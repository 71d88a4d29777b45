//! Mutation coordination.
//!
//! [`optimistic_mutate`] applies a change locally, calls the remote, then
//! either reconciles with a forced reload or puts back the exact snapshot it
//! captured and raises an error banner. [`confirmed_mutate`] is the
//! non-optimistic variant used for creates and edits: call first, reload
//! after.

use crate::features::Feature;
use crate::page::PageSync;
use crate::state::Banner;
use async_trait::async_trait;
use fintra_client::RemoteResult;
use fintra_core::FintraResult;
use std::future::Future;

/// Something holding a snapshot that a mutation can edit and roll back.
#[async_trait]
pub trait OptimisticCell: Send + Sync {
    type Snapshot: Clone + Send + Sync;

    /// Snapshot currently displayed, if any.
    fn capture(&self) -> Option<Self::Snapshot>;

    /// Display `snapshot` in place of the current one.
    fn show(&self, snapshot: Self::Snapshot);

    /// Put `snapshot` back exactly and surface `banner`.
    fn restore(&self, snapshot: Option<Self::Snapshot>, banner: Banner);

    /// Surface `banner` without touching data.
    fn notify(&self, banner: Banner);

    /// Re-read authoritative state after a successful write.
    async fn reconcile(&self);
}

/// Apply `apply` locally, run `call`, and commit or roll back.
pub async fn optimistic_mutate<C, A, Fut>(cell: &C, apply: A, call: Fut) -> FintraResult<()>
where
    C: OptimisticCell + ?Sized,
    A: FnOnce(&mut C::Snapshot),
    Fut: Future<Output = RemoteResult<()>> + Send,
{
    let before = cell.capture();
    if let Some(mut next) = before.clone() {
        apply(&mut next);
        cell.show(next);
    }

    match call.await {
        Ok(()) => {
            cell.reconcile().await;
            Ok(())
        }
        Err(err) => {
            tracing::warn!(operation = err.operation(), error = %err, "mutation failed, rolling back");
            cell.restore(before, Banner::error(err.to_string()));
            Err(err.into())
        }
    }
}

/// Run `call` and reload on success; on failure only raise a banner.
pub async fn confirmed_mutate<C, Fut>(cell: &C, call: Fut) -> FintraResult<()>
where
    C: OptimisticCell + ?Sized,
    Fut: Future<Output = RemoteResult<()>> + Send,
{
    match call.await {
        Ok(()) => {
            cell.reconcile().await;
            Ok(())
        }
        Err(err) => {
            tracing::warn!(operation = err.operation(), error = %err, "mutation failed");
            cell.notify(Banner::error(err.to_string()));
            Err(err.into())
        }
    }
}

#[async_trait]
impl<F: Feature> OptimisticCell for PageSync<F> {
    type Snapshot = F::Snapshot;

    fn capture(&self) -> Option<F::Snapshot> {
        self.captured()
    }

    fn show(&self, snapshot: F::Snapshot) {
        self.replace_data(Some(snapshot));
    }

    fn restore(&self, snapshot: Option<F::Snapshot>, banner: Banner) {
        self.restore_data(snapshot, banner);
    }

    fn notify(&self, banner: Banner) {
        self.set_banner(banner);
    }

    async fn reconcile(&self) {
        self.load(true).await;
    }
}

#[cfg(test)]
mod tests {
    use super::*;
    use fintra_core::RemoteError;
    use std::sync::atomic::{AtomicUsize, Ordering};
    use std::sync::Mutex;

    #[derive(Default)]
    struct Cell {
        data: Mutex<Option<Vec<&'static str>>>,
        banner: Mutex<Option<Banner>>,
        reconciled: AtomicUsize,
    }

    impl Cell {
        fn with(items: Vec<&'static str>) -> Self {
            Self {
                data: Mutex::new(Some(items)),
                ..Default::default()
            }
        }

        fn data(&self) -> Option<Vec<&'static str>> {
            self.data.lock().unwrap().clone()
        }
    }

    #[async_trait]
    impl OptimisticCell for Cell {
        type Snapshot = Vec<&'static str>;

        fn capture(&self) -> Option<Self::Snapshot> {
            self.data()
        }

        fn show(&self, snapshot: Self::Snapshot) {
            *self.data.lock().unwrap() = Some(snapshot);
        }

        fn restore(&self, snapshot: Option<Self::Snapshot>, banner: Banner) {
            *self.data.lock().unwrap() = snapshot;
            *self.banner.lock().unwrap() = Some(banner);
        }

        fn notify(&self, banner: Banner) {
            *self.banner.lock().unwrap() = Some(banner);
        }

        async fn reconcile(&self) {
            self.reconciled.fetch_add(1, Ordering::SeqCst);
        }
    }

    #[tokio::test]
    async fn test_success_reconciles() {
        let cell = Cell::with(vec!["a1", "a2"]);
        optimistic_mutate(&cell, |items| items.retain(|i| *i != "a2"), async { Ok(()) })
            .await
            .unwrap();

        assert_eq!(cell.data(), Some(vec!["a1"]));
        assert_eq!(cell.reconciled.load(Ordering::SeqCst), 1);
        assert!(cell.banner.lock().unwrap().is_none());
    }

    #[tokio::test]
    async fn test_failure_restores_exact_snapshot() {
        let cell = Cell::with(vec!["a1", "a2"]);
        let err = optimistic_mutate(
            &cell,
            |items| items.retain(|i| *i != "a2"),
            async { Err(RemoteError::transport("delete_account", "network error")) },
        )
        .await
        .unwrap_err();

        assert_eq!(err.user_message(), "network error");
        assert_eq!(cell.data(), Some(vec!["a1", "a2"]));
        assert_eq!(cell.banner.lock().unwrap().as_ref().unwrap().message, "network error");
        assert_eq!(cell.reconciled.load(Ordering::SeqCst), 0);
    }

    #[tokio::test]
    async fn test_applies_nothing_without_data() {
        let cell = Cell::default();
        optimistic_mutate(&cell, |items| items.push("x"), async { Ok(()) })
            .await
            .unwrap();
        assert_eq!(cell.data(), None);
    }

    #[tokio::test]
    async fn test_confirmed_failure_keeps_data() {
        let cell = Cell::with(vec!["a1"]);
        let result = confirmed_mutate(&cell, async {
            Err(RemoteError::rejected("add_expense", "Insufficient balance"))
        })
        .await;

        assert!(result.is_err());
        assert_eq!(cell.data(), Some(vec!["a1"]));
        assert_eq!(
            cell.banner.lock().unwrap().as_ref().unwrap().message,
            "Insufficient balance"
        );
    }
}

#[cfg(test)]
mod prop_tests {
    use super::*;
    use fintra_core::RemoteError;
    use proptest::prelude::*;
    use std::sync::Mutex;

    struct Cell(Mutex<Option<Vec<u32>>>);

    #[async_trait]
    impl OptimisticCell for Cell {
        type Snapshot = Vec<u32>;

        fn capture(&self) -> Option<Vec<u32>> {
            self.0.lock().unwrap().clone()
        }

        fn show(&self, snapshot: Vec<u32>) {
            *self.0.lock().unwrap() = Some(snapshot);
        }

        fn restore(&self, snapshot: Option<Vec<u32>>, _banner: Banner) {
            *self.0.lock().unwrap() = snapshot;
        }

        fn notify(&self, _banner: Banner) {}

        async fn reconcile(&self) {}
    }

    proptest! {
        #![proptest_config(ProptestConfig::with_cases(200))]

        /// Property: a failed optimistic delete leaves the collection exactly as it was.
        #[test]
        fn prop_rollback_is_exact(
            items in prop::collection::vec(any::<u32>(), 0..20),
            pick in any::<prop::sample::Index>(),
        ) {
            let cell = Cell(Mutex::new(Some(items.clone())));
            let target = if items.is_empty() { 0 } else { items[pick.index(items.len())] };
            let runtime = tokio::runtime::Builder::new_current_thread().build().unwrap();

            let result = runtime.block_on(optimistic_mutate(
                &cell,
                |snapshot| snapshot.retain(|v| *v != target),
                async { Err(RemoteError::transport("delete", "offline")) },
            ));

            prop_assert!(result.is_err());
            prop_assert_eq!(cell.capture(), Some(items));
        }
    }
}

——

_ABOUT THIS TASK_.
Give back the material above exactly as it was given.

_REPLY_.
repository 71d88a4d29777b45
//! Mutation coordination.
//!
//! [`optimistic_mutate`] applies a change locally, calls the remote, then
//! either reconciles with a forced reload or puts back the exact snapshot it
//! captured and raises an error banner. [`confirmed_mutate`] is the
//! non-optimistic variant used for creates and edits: call first, reload
//! after.

use crate::features::Feature;
use crate::page::PageSync;
use crate::state::Banner;
use async_trait::async_trait;
use fintra_client::RemoteResult;
use fintra_core::FintraResult;
use std::future::Future;

/// Something holding a snapshot that a mutation can edit and roll back.
#[async_trait]
pub trait OptimisticCell: Send + Sync {
    type Snapshot: Clone + Send + Sync;

    /// Snapshot currently displayed, if any.
    fn capture(&self) -> Option<Self::Snapshot>;

    /// Display `snapshot` in place of the current one.
    fn show(&self, snapshot: Self::Snapshot);

    /// Put `snapshot` back exactly and surface `banner`.
    fn restore(&self, snapshot: Option<Self::Snapshot>, banner: Banner);

    /// Surface `banner` without touching data.
    fn notify(&self, banner: Banner);

    /// Re-read authoritative state after a successful write.
    async fn reconcile(&self);
}

/// Apply `apply` locally, run `call`, and commit or roll back.
pub async fn optimistic_mutate<C, A, Fut>(cell: &C, apply: A, call: Fut) -> FintraResult<()>
where
    C: OptimisticCell + ?Sized,
    A: FnOnce(&mut C::Snapshot),
    Fut: Future<Output = RemoteResult<()>> + Send,
{
    let before = cell.capture();
    if let Some(mut next) = before.clone() {
        apply(&mut next);
        cell.show(next);
    }

    match call.await {
        Ok(()) => {
            cell.reconcile().await;
            Ok(())
        }
        Err(err) => {
            tracing::warn!(operation = err.operation(), error = %err, "mutation failed, rolling back");
            cell.restore(before, Banner::error(err.to_string()));
            Err(err.into())
        }
    }
}

/// Run `call` and reload on success; on failure only raise a banner.
pub async fn confirmed_mutate<C, Fut>(cell: &C, call: Fut) -> FintraResult<()>
where
    C: OptimisticCell + ?Sized,
    Fut: Future<Output = RemoteResult<()>> + Send,
{
    match call.await {
        Ok(()) => {
            cell.reconcile().await;
            Ok(())
        }
        Err(err) => {
            tracing::warn!(operation = err.operation(), error = %err, "mutation failed");
            cell.notify(Banner::error(err.to_string()));
            Err(err.into())
        }
    }
}

#[async_trait]
impl<F: Feature> OptimisticCell for PageSync<F> {
    type Snapshot = F::Snapshot;

    fn capture(&self) -> Option<F::Snapshot> {
        self.captured()
    }

    fn show(&self, snapshot: F::Snapshot) {
        self.replace_data(Some(snapshot));
    }

    fn restore(&self, snapshot: Option<F::Snapshot>, banner: Banner) {
        self.restore_data(snapshot, banner);
    }

    fn notify(&self, banner: Banner) {
        self.set_banner(banner);
    }

    async fn reconcile(&self) {
        self.load(true).await;
    }
}

#[cfg(test)]
mod tests {
    use super::*;
    use fintra_core::RemoteError;
    use std::sync::atomic::{AtomicUsize, Ordering};
    use std::sync::Mutex;

    #[derive(Default)]
    struct Cell {
        data: Mutex<Option<Vec<&'static str>>>,
        banner: Mutex<Option<Banner>>,
        reconciled: AtomicUsize,
    }

    impl Cell {
        fn with(items: Vec<&'static str>) -> Self {
            Self {
                data: Mutex::new(Some(items)),
                ..Default::default()
            }
        }

        fn data(&self) -> Option<Vec<&'static str>> {
            self.data.lock().unwrap().clone()
        }
    }

    #[async_trait]
    impl OptimisticCell for Cell {
        type Snapshot = Vec<&'static str>;

        fn capture(&self) -> Option<Self::Snapshot> {
            self.data()
        }

        fn show(&self, snapshot: Self::Snapshot) {
            *self.data.lock().unwrap() = Some(snapshot);
        }

        fn restore(&self, snapshot: Option<Self::Snapshot>, banner: Banner) {
            *self.data.lock().unwrap() = snapshot;
            *self.banner.lock().unwrap() = Some(banner);
        }

        fn notify(&self, banner: Banner) {
            *self.banner.lock().unwrap() = Some(banner);
        }

        async fn reconcile(&self) {
            self.reconciled.fetch_add(1, Ordering::SeqCst);
        }
    }

    #[tokio::test]
    async fn test_success_reconciles() {
        let cell = Cell::with(vec!["a1", "a2"]);
        optimistic_mutate(&cell, |items| items.retain(|i| *i != "a2"), async { Ok(()) })
            .await
            .unwrap();

        assert_eq!(cell.data(), Some(vec!["a1"]));
        assert_eq!(cell.reconciled.load(Ordering::SeqCst), 1);
        assert!(cell.banner.lock().unwrap().is_none());
    }

    #[tokio::test]
    async fn test_failure_restores_exact_snapshot() {
        let cell = Cell::with(vec!["a1", "a2"]);
        let err = optimistic_mutate(
            &cell,
            |items| items.retain(|i| *i != "a2"),
            async { Err(RemoteError::transport("delete_account", "network error")) },
        )
        .await
        .unwrap_err();

        assert_eq!(err.user_message(), "network error");
        assert_eq!(cell.data(), Some(vec!["a1", "a2"]));
        assert_eq!(cell.banner.lock().unwrap().as_ref().unwrap().message, "network error");
        assert_eq!(cell.reconciled.load(Ordering::SeqCst), 0);
    }

    #[tokio::test]
    async fn test_applies_nothing_without_data() {
        let cell = Cell::default();
        optimistic_mutate(&cell, |items| items.push("x"), async { Ok(()) })
            .await
            .unwrap();
        assert_eq!(cell.data(), None);
    }

    #[tokio::test]
    async fn test_confirmed_failure_keeps_data() {
        let cell = Cell::with(vec!["a1"]);
        let result = confirmed_mutate(&cell, async {
            Err(RemoteError::rejected("add_expense", "Insufficient balance"))
        })
        .await;

        assert!(result.is_err());
        assert_eq!(cell.data(), Some(vec!["a1"]));
        assert_eq!(
            cell.banner.lock().unwrap().as_ref().unwrap().message,
            "Insufficient balance"
        );
    }
}

#[cfg(test)]
mod prop_tests {
    use super::*;
    use fintra_core::RemoteError;
    use proptest::prelude::*;
    use std::sync::Mutex;

    struct Cell(Mutex<Option<Vec<u32>>>);

    #[async_trait]
    impl OptimisticCell for Cell {
        type Snapshot = Vec<u32>;

        fn capture(&self) -> Option<Vec<u32>> {
            self.0.lock().unwrap().clone()
        }

        fn show(&self, snapshot: Vec<u32>) {
            *self.0.lock().unwrap() = Some(snapshot);
        }

        fn restore(&self, snapshot: Option<Vec<u32>>, _banner: Banner) {
            *self.0.lock().unwrap() = snapshot;
        }

        fn notify(&self, _banner: Banner) {}

        async fn reconcile(&self) {}
    }

    proptest! {
        #![proptest_config(ProptestConfig::with_cases(200))]

        /// Property: a failed optimistic delete leaves the collection exactly as it was.
        #[test]
        fn prop_rollback_is_exact(
            items in prop::collection::vec(any::<u32>(), 0..20),
            pick in any::<prop::sample::Index>(),
        ) {
            let cell = Cell(Mutex::new(Some(items.clone())));
            let target = if items.is_empty() { 0 } else { items[pick.index(items.len())] };
            let runtime = tokio::runtime::Builder::new_current_thread().build().unwrap();

            let result = runtime.block_on(optimistic_mutate(
                &cell,
                |snapshot| snapshot.retain(|v| *v != target),
                async { Err(RemoteError::transport("delete", "offline")) },
            ));

            prop_assert!(result.is_err());
            prop_assert_eq!(cell.capture(), Some(items));
        }
    }
}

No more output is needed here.